Maduro elimina nome de colonizadores dos espaços públicos
O Presidente da Venezuela, Nicolás Maduro, mandou retirar os nomes de colonizadores, conquistadores e genocidas dos espaços públicos e substituí-los pelos nomes de líderes indígenas, como parte de um processo que definiu como "descolonização" dos espaços públicos venezuelanos.
O processo de "descolonização" começa com a autoestrada Francisco Fajardo, a mais importante de Caracas, que atravessa a capital de leste a oeste, e que passa a chamar-se autoestrada "Gran Cacique Guaicaipuro chefe de chefes".
"Decidi iniciar de maneira gradual, progressiva, organizada e disciplinada, um processo para descolonizar e reivindicar todos os espaços públicos que têm nomes de colonizadores, de conquistadores e de genocidas", disse à televisão estatal venezuelana, durante um ato que assinalou, localmente, o Dia da Resistência Indígena.

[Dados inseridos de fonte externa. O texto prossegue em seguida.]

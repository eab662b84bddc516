use std::sync::Arc;

use anyhow::{Result, anyhow};

use super::{BackendAdapter, DynRunner, child, put};
use crate::{
    config::{Connection, StorageFamily},
    tooling::ontap::{BackendLun, CloneRequest, OntapCli, OntapPort, Tenant},
    utils::path::{lun_parent, lun_pool},
    volume::{
        LunMetadata, LunRecord, META_OSTYPE, META_PATH, META_SPACE_RESERVED, META_UUID,
        META_VOLUME,
    },
};

/// Data ONTAP operating in 7-mode, optionally through a vFiler.
pub struct SevenMode {
    vfiler: Option<String>,
}

impl SevenMode {
    pub fn new(vfiler: Option<String>) -> Self {
        Self { vfiler }
    }
}

impl BackendAdapter for SevenMode {
    fn family(&self) -> StorageFamily {
        StorageFamily::SevenMode
    }

    fn client(&self, conn: &Connection, runner: Arc<DynRunner>) -> Arc<dyn OntapPort> {
        let tenant = match &self.vfiler {
            Some(v) => Tenant::Vfiler(v.clone()),
            None => Tenant::None,
        };
        Arc::new(OntapCli::new(runner, conn, tenant))
    }

    fn lun_metadata(&self, lun: &BackendLun) -> Result<LunMetadata> {
        let path = child(lun, "path")?;
        let volume = lun_pool(path).ok_or_else(|| anyhow!("unexpected LUN path '{path}'"))?;

        let mut meta = LunMetadata::new();
        meta.insert(META_PATH.to_string(), path.to_string());
        meta.insert(META_VOLUME.to_string(), volume.to_string());
        put(&mut meta, META_OSTYPE, lun, "multiprotocol-type");
        put(&mut meta, META_SPACE_RESERVED, lun, "is-space-reservation-enabled");
        put(&mut meta, META_UUID, lun, "uuid");
        Ok(meta)
    }

    fn clone_request(
        &self,
        lun: &LunRecord,
        new_name: &str,
        space_reserved: bool,
    ) -> Result<CloneRequest> {
        let path = lun.path();
        if path.is_empty() {
            return Err(anyhow!("LUN {} has no path", lun.name));
        }
        Ok(CloneRequest::SevenMode {
            path: path.to_string(),
            clone_path: format!("{}/{new_name}", lun_parent(path)),
            name: lun.name.clone(),
            new_name: new_name.to_string(),
            space_reserved,
        })
    }
}

#[cfg(test)]
mod tests {
    use super::*;

    fn lun() -> BackendLun {
        BackendLun::from_iter([
            ("path", "/vol/vol0/lun1"),
            ("size", "1073741824"),
            ("multiprotocol-type", "linux"),
            ("is-space-reservation-enabled", "true"),
            ("uuid", "8d5e0bde-0000"),
        ])
    }

    #[test]
    fn metadata_from_flat_path() {
        let meta = SevenMode::new(None).lun_metadata(&lun()).unwrap();
        assert_eq!(meta[META_PATH], "/vol/vol0/lun1");
        assert_eq!(meta[META_VOLUME], "vol0");
        assert_eq!(meta[META_OSTYPE], "linux");
        assert_eq!(meta[META_SPACE_RESERVED], "true");
        assert_eq!(meta[META_UUID], "8d5e0bde-0000");
        assert_eq!(meta.len(), 5);
    }

    #[test]
    fn metadata_needs_path() {
        let bare = BackendLun::from_iter([("size", "1")]);
        assert!(SevenMode::new(None).lun_metadata(&bare).is_err());
    }

    #[test]
    fn clone_stays_in_directory() {
        let a = SevenMode::new(Some("vf1".into()));
        let rec = LunRecord {
            name: "lun1".into(),
            size: 1,
            metadata: a.lun_metadata(&lun()).unwrap(),
        };
        let req = a.clone_request(&rec, "lun1-snap", false).unwrap();
        assert_eq!(
            req,
            CloneRequest::SevenMode {
                path: "/vol/vol0/lun1".into(),
                clone_path: "/vol/vol0/lun1-snap".into(),
                name: "lun1".into(),
                new_name: "lun1-snap".into(),
                space_reserved: false,
            }
        );
    }
}
use std::sync::Arc;

use anyhow::{Context, Result, bail};

use crate::utils::process::{CmdSpec, Runner};

pub trait HostPort: Send + Sync {
    /// Fully-qualified name of the node this process runs on.
    fn fqdn(&self) -> Result<String>;
}

type DynRunner = dyn Runner + Send + Sync;

pub struct HostCli {
    runner: Arc<DynRunner>,
    node_name: Option<String>,
}

impl HostCli {
    pub fn new(runner: Arc<DynRunner>, node_name: Option<String>) -> Self {
        Self { runner, node_name }
    }
}

impl HostPort for HostCli {
    fn fqdn(&self) -> Result<String> {
        if let Some(n) = &self.node_name {
            return Ok(n.clone());
        }
        let out = self
            .runner
            .run_capture(&CmdSpec::new("hostname").arg("--fqdn"))
            .context("resolve node name")?;
        let name = out.trim();
        if name.is_empty() {
            bail!("hostname --fqdn printed nothing");
        }
        Ok(name.to_string())
    }
}

/// Node names compare case-insensitively, ignoring a trailing dot.
pub fn same_node(a: &str, b: &str) -> bool {
    a.trim_end_matches('.')
        .eq_ignore_ascii_case(b.trim_end_matches('.'))
}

Nicolás Maduro explicou que "essa autoestrada foi batizada com o nome do colonizador genocida Francisco Fajardo".
"É uma ignomínia, uma ofensa para os nossos povos. É como se em algum país da Europa pusessem a uma autoestrada o nome (Adolfo) Hitler", disse.
Através da televisão estatal, Nicolás Maduro disse que ordenou a vários dos seus ministros, entre eles o da Educação, Aristóbulo Istúriz, dos Povos Indígenas, Yamilet Mirabal Calderón, e de Cultura, Ernesto Villegas, decorar a autoestrada com as figuras dos líderes indígenas Guaicaipuro, de Tiuna, de Terepaima, de Chacao, de Caricuao.
"Em obras de arte, pinturas, desde Petare a Caricuao, para que algo mude, que não seja apenas o nome. Que a cor, o espírito dos povos indígenas, encham essa autoestrada e assim começaremos a descolonizar todos os espaços territoriais, físicos, do nosso país", disse.
Nicolás Maduro frisou ainda que algum dia o Rei de Espanha, terá de pedir perdão pelos massacres, roubos de terra e costumes, cometidos na América Latina.
"Ao rei Felipe VI. Faço-lhe um apelo a que faça uma retificação histórica e peça perdão aos homens e mulheres dos povos originários que foram arrasados pelo império espanhol", disse.
Nicolás Maduro frisou ainda que a Venezuela está perante uma grande mudança cultural, "para o reconhecimento e resgate dos povos originários", uma mudança que "abrangerá toda a América e as Caraíbas".
Segundo a "História da Conquista e População da Província da Venezuela", o Cacique Guaicaipuro nasceu na região indígena de Los Teques (sul de Caracas, Estado de Miranda) em 1530 e faleceu em combate, no ano de 1568.
Foi um guerreiro que liderou várias tribos caribenhas na luta pelo controle das minas de ouro, sendo conhecido como "Guapotori", que significa "chefe de chefes".
Pelo seu nome são chamadas várias praças e ruas do centro da Venezuela, em particular no Estado de Miranda, onde existe o Município Guaicaipuro.
Francisco Fajardo nasceu na ilha venezuelana de Margarita (nordeste) em 1528 e faleceu em Cumaná (nordeste) em 1564. Foi um mestiço, colonizador da zona centro-norte da Venezuela, onde fundou várias povoações, entre elas a Vila de El Collado, também conhecida como Caraballeda, onde descobriu umas minas de ouro.
Foi preso, enforcado e esquartejado, porque um mestiço não poderia gerir as riquezas do país.